Romania will receive in the coming days a first installment of 3 billion euros under the European Commission’s SURE loan program, Finance Minister Florin Citu announced on his Facebook page.
The total loan requested by the Romanian side is 4.1 billion euros, and the money will be used to finance the deficit caused by measures such as furlough or the flexible work schedule, the FinMin states.
“The first installment of the SURE instrument – 3 billion euros !!! is about to flow in within a few days! Under the SURE instrument, the European Union has granted Romania, as per the request of the Romanian side, a loan of about 4.1 billion euros to support 9 measures adopted by the government of Romania in the context of the crisis caused by the Covid-19 pandemic. The money is used to finance the budget deficit resulting from the increase of budget expenditures with furlough schemes, the flexible work schedule and other similar measures intended to protect employees and/or freelancers, as well as for the alternative financing of specific health-related measures, especially at the workplace,” Citu wrote.

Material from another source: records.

// src/drivers/mod.rs
// 声明同级目录下的子模块文件
pub mod buffer;
pub mod clock;
pub mod error;
pub mod manager;
pub mod packet;
pub mod source;
pub mod stream;
pub mod synth;
// 公开导出这些模块里的结构体，方便外部调用
pub use buffer::ChannelBuffer;
pub use clock::{ClockControl, ClockGenerator, ClockSettings, Edge};
pub use error::{SimError, SimResult, SourceFailure};
pub use manager::SourceManager;
pub use packet::{SamplePacket, TIMESTAMP_UNSET};
pub use source::{SignalSource, SourceConfig, SourceState, TimestampMode};
pub use stream::{ChannelKind, SourceKind, StreamDescriptor};
pub use synth::{ChannelPolicy, NoiseFloor, Synthesizer, Tone, Waveform};
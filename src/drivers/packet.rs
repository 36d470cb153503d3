use crate::drivers::SimError;

/// Timestamp written when no wall-clock source is wired in.
pub const TIMESTAMP_UNSET: f64 = -1.0;

/// Batch of multi-channel samples with per-sample metadata.
///
/// Samples are stored sample-major: the value of channel `c` at sample `s`
/// lives at `samples[s * num_channels + c]`.
#[derive(Clone, Debug, Default, PartialEq)]
pub struct SamplePacket {
    num_channels: usize,
    pub samples: Vec<f32>,
    pub sample_indices: Vec<u64>,
    pub timestamps: Vec<f64>,
    pub event_codes: Vec<u64>,
}

impl SamplePacket {
    pub fn with_capacity(num_channels: usize, samples_per_packet: usize) -> Self {
        Self {
            num_channels,
            samples: Vec::with_capacity(num_channels * samples_per_packet),
            sample_indices: Vec::with_capacity(samples_per_packet),
            timestamps: Vec::with_capacity(samples_per_packet),
            event_codes: Vec::with_capacity(samples_per_packet),
        }
    }

    /// Appends one sample across all channels. `frame` must hold exactly
    /// `num_channels` values.
    pub fn push_sample(&mut self, frame: &[f32], sample_index: u64, timestamp: f64, event_code: u64) {
        debug_assert_eq!(frame.len(), self.num_channels);
        self.samples.extend_from_slice(frame);
        self.sample_indices.push(sample_index);
        self.timestamps.push(timestamp);
        self.event_codes.push(event_code);
    }

    pub fn clear(&mut self) {
        self.samples.clear();
        self.sample_indices.clear();
        self.timestamps.clear();
        self.event_codes.clear();
    }

    pub fn num_channels(&self) -> usize {
        self.num_channels
    }

    /// Number of samples (not values) in the packet.
    pub fn len(&self) -> usize {
        self.sample_indices.len()
    }

    pub fn is_empty(&self) -> bool {
        self.sample_indices.is_empty()
    }

    /// All channel values for sample `s`.
    pub fn frame(&self, s: usize) -> Option<&[f32]> {
        let start = s.checked_mul(self.num_channels)?;
        self.samples.get(start..start + self.num_channels)
    }

    pub fn channel(&self, c: usize) -> impl Iterator<Item = f32> + '_ {
        let stride = self.num_channels.max(1);
        let skip = if c < self.num_channels { c } else { self.samples.len() };
        self.samples.iter().skip(skip).step_by(stride).copied()
    }

    pub fn first_index(&self) -> Option<u64> {
        self.sample_indices.first().copied()
    }

    pub fn last_index(&self) -> Option<u64> {
        self.sample_indices.last().copied()
    }

    pub fn validate(&self) -> Result<(), SimError> {
        if self.num_channels == 0 {
            return Err(SimError::InvalidChannelCount(0));
        }
        let len = self.len();
        if self.timestamps.len() != len || self.event_codes.len() != len {
            return Err(SimError::MalformedPacket(format!(
                "{} indices, {} timestamps, {} event codes",
                len,
                self.timestamps.len(),
                self.event_codes.len()
            )));
        }
        if self.samples.len() != len * self.num_channels {
            return Err(SimError::MalformedPacket(format!(
                "{} values for {} samples x {} channels",
                self.samples.len(),
                len,
                self.num_channels
            )));
        }
        Ok(())
    }
}

#[cfg(test)]
mod tests {
    use super::*;

    fn packet() -> SamplePacket {
        let mut p = SamplePacket::with_capacity(3, 2);
        p.push_sample(&[1.0, 2.0, 3.0], 10, TIMESTAMP_UNSET, 0);
        p.push_sample(&[4.0, 5.0, 6.0], 11, TIMESTAMP_UNSET, 1);
        p
    }

    #[test]
    fn frames_and_channels_follow_sample_major_layout() {
        let p = packet();
        assert_eq!(p.len(), 2);
        assert_eq!(p.frame(1).unwrap(), &[4.0, 5.0, 6.0]);
        assert!(p.frame(2).is_none());
        assert_eq!(p.channel(1).collect::<Vec<_>>(), vec![2.0, 5.0]);
        assert_eq!(p.channel(7).count(), 0);
        assert_eq!(p.first_index(), Some(10));
        assert_eq!(p.last_index(), Some(11));
        p.validate().unwrap();
    }

    #[test]
    fn validate_rejects_ragged_packets() {
        let mut p = packet();
        p.event_codes.pop();
        assert!(matches!(p.validate(), Err(SimError::MalformedPacket(_))));

        let mut p = packet();
        p.samples.pop();
        assert!(matches!(p.validate(), Err(SimError::MalformedPacket(_))));
    }

    #[test]
    fn clear_keeps_channel_count() {
        let mut p = packet();
        p.clear();
        assert!(p.is_empty());
        assert_eq!(p.num_channels(), 3);
    }
}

In terms of costs, the loan is granted under the same financial terms as those under which the Commission has borrowed from the market – zero coupon liabilities. The loan’s first installment matures in 14.5 years’ time.
The government approved at its October 1 meeting the Memorandum on the conclusion of the Loan Agreement between the European Union and Romania, worth 4.099 billion euros, as part of the European instrument for temporary support to mitigate unemployment risks in an emergency situation following the Covid-19 outbreak (SURE).
The loan was granted at the request of the Romanian side sent to the European Commission based on the Memorandum of August 7, 2020 on the government’s agreement in principle for contracting this loan.
The Public Finance Ministry mentions that the loan will support the measures adopted by the Romanian government over February – August 2020 in the context generated by the Covid-19 crisis intended to protect employees and freelancers, so as to reduce the incidence of unemployment and loss of income, Agerpres informs.